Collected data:

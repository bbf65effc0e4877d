//! Momentum signals based on historical price returns.
//!
//! The classic 12-1 momentum signal compares the month-end price one month
//! before the rebalance date with the month-end price thirteen months before
//! it, skipping the most recent month to avoid short-term reversal.

mod price_momentum;

pub use price_momentum::{MomentumConfig, PriceMomentum};
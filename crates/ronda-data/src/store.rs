//! Aligned per-instrument observation store.

use std::collections::{BTreeMap, BTreeSet};

use chrono::TimeDelta;
use ronda_traits::{Date, Field, Result, RondaError, Symbol, calendar};
use serde::{Deserialize, Serialize};
use tracing::{debug, warn};

use crate::view::PointInTimeView;

/// Default trailing window, in calendar days, within which an instrument must
/// have a price observation to count as live.
pub const DEFAULT_LIVENESS_TOLERANCE_DAYS: i64 = 7;

/// An instrument and its lifecycle window in the loaded data.
#[derive(Debug, Clone, PartialEq, Eq, Serialize, Deserialize)]
pub struct Instrument {
    /// Ticker symbol.
    pub symbol: Symbol,
    /// First date with any observation.
    pub first_date: Date,
    /// Last date with any observation.
    pub last_date: Date,
}

#[derive(Debug, Clone, Default)]
struct InstrumentSeries {
    fields: BTreeMap<Field, BTreeMap<Date, f64>>,
}

impl InstrumentSeries {
    fn field(&self, field: Field) -> Option<&BTreeMap<Date, f64>> {
        self.fields.get(&field).filter(|obs| !obs.is_empty())
    }

    fn span(&self) -> Option<(Date, Date)> {
        let first = self.fields.values().filter_map(|obs| obs.keys().next()).min()?;
        let last = self.fields.values().filter_map(|obs| obs.keys().next_back()).max()?;
        Some((*first, *last))
    }
}

/// Immutable store of price and fundamental observations.
///
/// At most one observation exists per (instrument, date, field). Lookups for
/// known instruments return `Ok(None)` when a value is missing, since sparse
/// fundamentals are expected; only structurally impossible lookups (unknown
/// instrument, or a price query on an instrument without any price history)
/// fail with [`RondaError::DataGap`].
#[derive(Debug, Clone)]
pub struct TimeSeriesStore {
    series: BTreeMap<Symbol, InstrumentSeries>,
    liveness_tolerance_days: i64,
}

impl TimeSeriesStore {
    /// Start building a store.
    #[must_use]
    pub fn builder() -> StoreBuilder {
        StoreBuilder::default()
    }

    /// Number of instruments.
    pub fn len(&self) -> usize {
        self.series.len()
    }

    /// Whether the store holds no instruments.
    pub fn is_empty(&self) -> bool {
        self.series.is_empty()
    }

    /// Instrument symbols in ascending order.
    pub fn symbols(&self) -> impl Iterator<Item = &str> {
        self.series.keys().map(String::as_str)
    }

    /// Liveness tolerance used by [`Self::universe`].
    #[must_use]
    pub const fn liveness_tolerance_days(&self) -> i64 {
        self.liveness_tolerance_days
    }

    /// Lifecycle window for one instrument.
    pub fn instrument(&self, symbol: &str) -> Option<Instrument> {
        let (first_date, last_date) = self.series.get(symbol)?.span()?;
        Some(Instrument {
            symbol: symbol.to_string(),
            first_date,
            last_date,
        })
    }

    /// Lifecycle windows for all instruments, ordered by symbol.
    pub fn instruments(&self) -> Vec<Instrument> {
        self.symbols().filter_map(|s| self.instrument(s)).collect()
    }

    /// Earliest and latest observation dates across the store.
    pub fn date_range(&self) -> Option<(Date, Date)> {
        let spans: Vec<(Date, Date)> = self.series.values().filter_map(InstrumentSeries::span).collect();
        let first = spans.iter().map(|s| s.0).min()?;
        let last = spans.iter().map(|s| s.1).max()?;
        Some((first, last))
    }

    fn series(&self, symbol: &str) -> Result<&InstrumentSeries> {
        self.series
            .get(symbol)
            .ok_or_else(|| RondaError::DataGap(format!("unknown instrument '{symbol}'")))
    }

    fn prices(&self, symbol: &str) -> Result<&BTreeMap<Date, f64>> {
        self.series(symbol)?
            .field(Field::Price)
            .ok_or_else(|| RondaError::DataGap(format!("'{symbol}' has no price history")))
    }

    /// Price observed exactly on `date`.
    pub fn price(&self, symbol: &str, date: Date) -> Result<Option<f64>> {
        Ok(self.prices(symbol)?.get(&date).copied())
    }

    /// Latest price observed on or before `date`.
    pub fn price_asof(&self, symbol: &str, date: Date) -> Result<Option<(Date, f64)>> {
        Ok(self
            .prices(symbol)?
            .range(..=date)
            .next_back()
            .map(|(d, v)| (*d, *v)))
    }

    /// Month-granularity price sample: the last price observed in the
    /// calendar month of `date`, on or before `date`.
    pub fn month_end_price(&self, symbol: &str, date: Date) -> Result<Option<f64>> {
        let start = calendar::month_start(date);
        Ok(self
            .prices(symbol)?
            .range(start..=date)
            .next_back()
            .map(|(_, v)| *v))
    }

    /// Observation of `field` dated exactly `date`.
    pub fn fundamental(&self, symbol: &str, field: Field, date: Date) -> Result<Option<f64>> {
        Ok(self
            .series(symbol)?
            .field(field)
            .and_then(|obs| obs.get(&date))
            .copied())
    }

    /// Latest observation of `field` dated on or before `date`.
    pub fn fundamental_asof(
        &self,
        symbol: &str,
        field: Field,
        date: Date,
    ) -> Result<Option<(Date, f64)>> {
        Ok(self
            .series(symbol)?
            .field(field)
            .and_then(|obs| obs.range(..=date).next_back())
            .map(|(d, v)| (*d, *v)))
    }

    /// Instruments with a price observed within the liveness tolerance on or
    /// before `date`.
    pub fn universe(&self, date: Date) -> BTreeSet<Symbol> {
        self.universe_within(date, self.liveness_tolerance_days)
    }

    /// Instruments with a price observed within `tolerance_days` calendar days
    /// on or before `date`. Tolerances reaching past chrono's date range
    /// accept any earlier price.
    pub fn universe_within(&self, date: Date, tolerance_days: i64) -> BTreeSet<Symbol> {
        let earliest = TimeDelta::try_days(tolerance_days.max(0))
            .and_then(|span| date.checked_sub_signed(span))
            .unwrap_or(Date::MIN);
        self.series
            .iter()
            .filter(|(_, s)| {
                s.field(Field::Price)
                    .is_some_and(|p| p.range(earliest..=date).next_back().is_some())
            })
            .map(|(symbol, _)| symbol.clone())
            .collect()
    }

    /// A read-only view that hides every observation dated after `cutoff`.
    #[must_use]
    pub const fn as_of(&self, cutoff: Date) -> PointInTimeView<'_> {
        PointInTimeView::new(self, cutoff)
    }
}

/// Incremental builder for a [`TimeSeriesStore`].
#[derive(Debug)]
pub struct StoreBuilder {
    series: BTreeMap<Symbol, InstrumentSeries>,
    liveness_tolerance_days: i64,
    skipped: usize,
}

impl Default for StoreBuilder {
    fn default() -> Self {
        Self {
            series: BTreeMap::new(),
            liveness_tolerance_days: DEFAULT_LIVENESS_TOLERANCE_DAYS,
            skipped: 0,
        }
    }
}

impl StoreBuilder {
    /// Override the liveness tolerance in calendar days.
    #[must_use]
    pub fn liveness_tolerance_days(mut self, days: i64) -> Self {
        self.liveness_tolerance_days = days;
        self
    }

    /// Record one observation.
    ///
    /// Non-finite values are treated as missing and skipped.
    ///
    /// # Errors
    ///
    /// Returns [`RondaError::InvalidData`] if an observation already exists
    /// for the same (symbol, date, field).
    pub fn observe(&mut self, symbol: &str, date: Date, field: Field, value: f64) -> Result<&mut Self> {
        if !value.is_finite() {
            self.skipped += 1;
            return Ok(self);
        }
        let obs = self
            .series
            .entry(symbol.to_string())
            .or_default()
            .fields
            .entry(field)
            .or_default();
        if obs.insert(date, value).is_some() {
            return Err(RondaError::InvalidData(format!(
                "duplicate {field} observation for {symbol} on {date}"
            )));
        }
        Ok(self)
    }

    /// Record a price observation.
    pub fn price(&mut self, symbol: &str, date: Date, value: f64) -> Result<&mut Self> {
        self.observe(symbol, date, Field::Price, value)
    }

    /// Record a run of prices on consecutive month-ends starting at the month
    /// of `first`.
    pub fn monthly_prices(&mut self, symbol: &str, first: Date, prices: &[f64]) -> Result<&mut Self> {
        let start = calendar::month_start(first);
        for (i, &value) in prices.iter().enumerate() {
            let month = start
                .checked_add_months(chrono::Months::new(i as u32))
                .ok_or_else(|| RondaError::InvalidDate(format!("{first} + {i} months")))?;
            self.price(symbol, calendar::month_end(month), value)?;
        }
        Ok(self)
    }

    /// Record a fundamental observation.
    pub fn fundamental(&mut self, symbol: &str, field: Field, date: Date, value: f64) -> Result<&mut Self> {
        self.observe(symbol, date, field, value)
    }

    /// Number of observations skipped as non-finite.
    #[must_use]
    pub const fn skipped(&self) -> usize {
        self.skipped
    }

    /// Finish building.
    pub fn build(self) -> TimeSeriesStore {
        if self.skipped > 0 {
            warn!(skipped = self.skipped, "skipped non-finite observations");
        }
        let priced = self
            .series
            .values()
            .filter(|s| s.field(Field::Price).is_some())
            .count();
        debug!(
            instruments = self.series.len(),
            priced,
            "built time series store"
        );
        TimeSeriesStore {
            series: self.series,
            liveness_tolerance_days: self.liveness_tolerance_days,
        }
    }
}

» What the exercise asks:
Show the lines where the word "count" appears in the entries.

» Solution:
/// have a price observation to count as live.
            .count();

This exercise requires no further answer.